Using drugs for anxiety and panic disorders is rarely the best answer. There are so many solutions out there that are far better than drugs.
For example, I used to know a woman who had started having regular panic attacks. One day, when she and I were just talking in her kitchen, she had a panic attack right in front of me and it seemed to come on for no apparent reason. The symptoms were plain to see and she was very embarrassed.
Being the busybody that I am, I asked her about it and she told me some of her life story. It turns out there was an event that she attended once per week that caused her a great amount of stress. She felt very obligated to go, as it was family-related. We all know what that's like, don't we?

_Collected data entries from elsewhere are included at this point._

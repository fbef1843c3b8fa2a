//! Infrastructure adapters for create-rust-on-vercel.
//!
//! This crate implements the ports defined in `rov_core::application::ports`.
//! It contains all network, filesystem and process I/O.

pub mod fetcher;
pub mod filesystem;
pub mod process;

// Re-export commonly used adapters
pub use fetcher::{DirectoryFetcher, GithubTarballFetcher};
pub use filesystem::{LocalFilesystem, MemoryFilesystem};
pub use process::TokioCommandRunner;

Anyway, each week, she would start to get stressed out about two days before the event and it would take her three days to recover from it (a couple of people who attended the weekly event were the judgmental type and they were not at all nice to her). So, six out of seven days every week were spent obsessing about this event. She felt so trapped that she had begun having panic attacks.
As soon as the physical symptoms showed up, she had gone to her doctor for help and his immediate response was to prescribe drugs for anxiety. He didn't suggest anything else first. Thankfully, she chose not to take the drugs for anxiety becuase she was breastfeeding and trying to get pregnant again.
She and I talked, for awhile, about how this event was controlling her life. I asked the obvious question, "Why do you go so often?" I told her she was being unfair to herself and I strongly suggested that she not go so often.
She said she would think about it, but that she really didn't feel like she had a choice. Her husband wanted her to go to this event because it was a weekly family dinner and she didn't want to make him or anyone else upset so instead she chose to suffer.
She liked her husband's family, for the most part, she just hated the pressure of the weekly dinner because of the unkind people who also attended. I felt bad for her, but what could I do? It was her choice and the truth is that we always have a choice.
About six months later I ran into her again and after some small chit chat, she told me she had cut back on the event. Now she only went to the dinner once per month. As expected, there had been an initial uproar and she was called rude and ungrateful, but she had decided that being sick all the time wasn't worth it and in the end everyone settled down and just accepted the new reality.
Her panic attacks had stopped and now she was pregnant with her fourth child. Obviously, the whole thing didn't bother her husband that much. She was happy and seemed very peaceful. Plus, her state of mind was so much better for her other children as well. And she managed to make all this happen without needing any drugs for anxiety.
This is a classic example of a woman who chose self-empowerment over drugs for anxiety and stress. I believe that the choice she made to get rid of a major stressor in her life or at least reduce its impact had a dramatic effect on her entire state of being.
Now, it's your turn. What's stressing you out and what will you do about it?